Antes dos deslizamentos de terra provocados pela chuva de maio de 2024, que danificaram parte da malha ferroviária, vagões carregados de grãos e combustíveis circulavam até três vezes por dia entre Bento Gonçalves e Santa Tereza. Com a suspensão do tráfego após a catástrofe climática, a ferrovia começou um processo de deterioração.
Em outubro deste ano, a concessionária Rumo Logística iniciou a retirada de trilhos, dormentes e fixadores, justificando risco de roubo do material. Moradores de Faria Lemos, em Bento Gonçalves, relataram o carregamento de até três caminhões.
A denúncia levou o Instituto de Pesquisa e Planejamento Urbano de Bento Gonçalves a oficiar a Agência Nacional de Transportes Terrestres (ANTT) sobre a movimentação.
Em Santa Tereza, contudo, a remoção foi barrada. Segundo a prefeita Gisele Caumo, o tombamento histórico do município, que inclui prédios e paisagem protegidas pelo Instituto do Patrimônio Histórico e Artístico Nacional (Iphan), garantiu a permanência dos trilhos.
— A Rumo já estava aqui. Recebemos a denúncia e ligamos diretamente para o Iphan, que suspendeu a ação. Nosso trecho não foi danificado (pela enchente), o que falta aqui é manutenção, numa situação que antecede as catástrofes climáticas. Estamos retrocedendo, enquanto os países avançam no desenvolvimento das malhas ferroviárias, o nosso país retira trilhos — relatou a prefeita.

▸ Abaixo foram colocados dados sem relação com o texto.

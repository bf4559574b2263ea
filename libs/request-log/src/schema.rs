use rusqlite::Connection;

pub const REQUESTS_TABLE_SCHEMA: &str = r#"
CREATE TABLE IF NOT EXISTS requests (
    id TEXT PRIMARY KEY,
    user_id TEXT NOT NULL,
    service TEXT NOT NULL,
    status TEXT NOT NULL,
    request TEXT,
    response TEXT,
    request_encrypted INTEGER NOT NULL DEFAULT 0,
    response_encrypted INTEGER NOT NULL DEFAULT 0,
    cost INTEGER NOT NULL DEFAULT 0,
    created_at TEXT NOT NULL,
    updated_at TEXT NOT NULL
);
"#;

pub const REQUESTS_INDEXES: &str = r#"
CREATE INDEX IF NOT EXISTS idx_requests_user_created ON requests(user_id, created_at);
CREATE INDEX IF NOT EXISTS idx_requests_user_service ON requests(user_id, service);
"#;

pub fn init_database(conn: &Connection) -> rusqlite::Result<()> {
    conn.execute_batch(REQUESTS_TABLE_SCHEMA)?;
    conn.execute_batch(REQUESTS_INDEXES)?;
    Ok(())
}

Em todo o Estado, a malha ferroviária gaúcha perdeu 75% dos trilhos operacionais desde a concessão a concessão, em 1997. Naquele ano, o RS repassou os 3,8 mil quilômetros da estrutura a uma empresa particular (a antiga ALL, hoje Rumo). Atualmente, restam 921 em operação. O contrato atual termina em fevereiro de 2027.
Governo estadual, entidades empresariais e o Ministério Público Federal contestam o desmonte da rede e questionam a atuação da Rumo em diferentes pontos do Estado.
Posição da Rumo e ANTT
Após ser notificada pelas prefeituras da Serra, a ANTT determinou a paralisação da remoção dos trilhos em ambos os municípios, oficiando a Rumo para que qualquer deslocamento de material ocorra exclusivamente dentro do Rio Grande do Sul.
Segundo o presidente do Sindicato dos Ferroviários do Rio Grande do Sul (Sindifergs), João Calegari parte do material foi levada para Santa Catarina.
Por meio de nota, a Rumo informou que “o remanejamento de trilhos para trechos que permanecem operacionais na Malha Sul foi um procedimento pontual de otimização, já concluído, realizado em conformidade com a regulamentação do setor e com autorização expressa da Agência Nacional de Transportes Terrestres (ANTT).”
O comunicado também afirma que a empresa “permanece em diálogo com o Governo Federal sobre a situação da infraestrutura ferroviária no Rio Grande do Sul e segue atuando dentro de todas as autorizações legais e regulatórias emitidas pela ANTT.”
Comunidade presenciou a retirada
A ausência do trem, responsável por quebrar diariamente o silêncio das localidades, é sentida pelos moradores que vivenciaram a cheia do Rio das Antas. Não ver mais o trem passando é também uma lembrança do que a natureza foi capaz de causar naqueles dias. A remoção de parte dos trilhos foi presenciadas por eles, que sem protestar, lamentaram a retirada de parte da história e do movimento diário de comunidades que se esvaziaram após a cheia do rio.
Sentados na varanda, os amigos Darci Trevisan, 74, e Airton de Oliveira, 64, debatiam sobre a possibilidade de um dia os trilhos serem refeitos para o trem voltar a passar.
— Quando ouvia o barulho dele corria na porta para contar quantos vagões passavam. Era sempre mais de 60, teve vezes que contei mais de cem. Pensa a quantidade de carga que não se deixou de transportar desde o ano passado. A queda das barreiras levou muitos trilhos, mas encobriu muitos também, não seria tão difícil assim refazer, é só querer.
O agricultor Jorge Pasin, 66, mora às margens da rodovia e lembra quando o maquinário começou a trafegar por ali quando ainda era criança.
— Eu tinha três anos quando o trem começou passar. Um dia disseram que chegaria o dia que ele passaria do comprimento da ponte e foi verdade, ele chegava a ter mais de um quilômetro de comprimento. Agora só sobrou brita e dormente.
Na ponte próxima à casa da família Pasin, toda a malha ferroviária foi preservada. É o único ponto em um trecho de 10 quilômetros em que a estrutura de ferro foi mantida.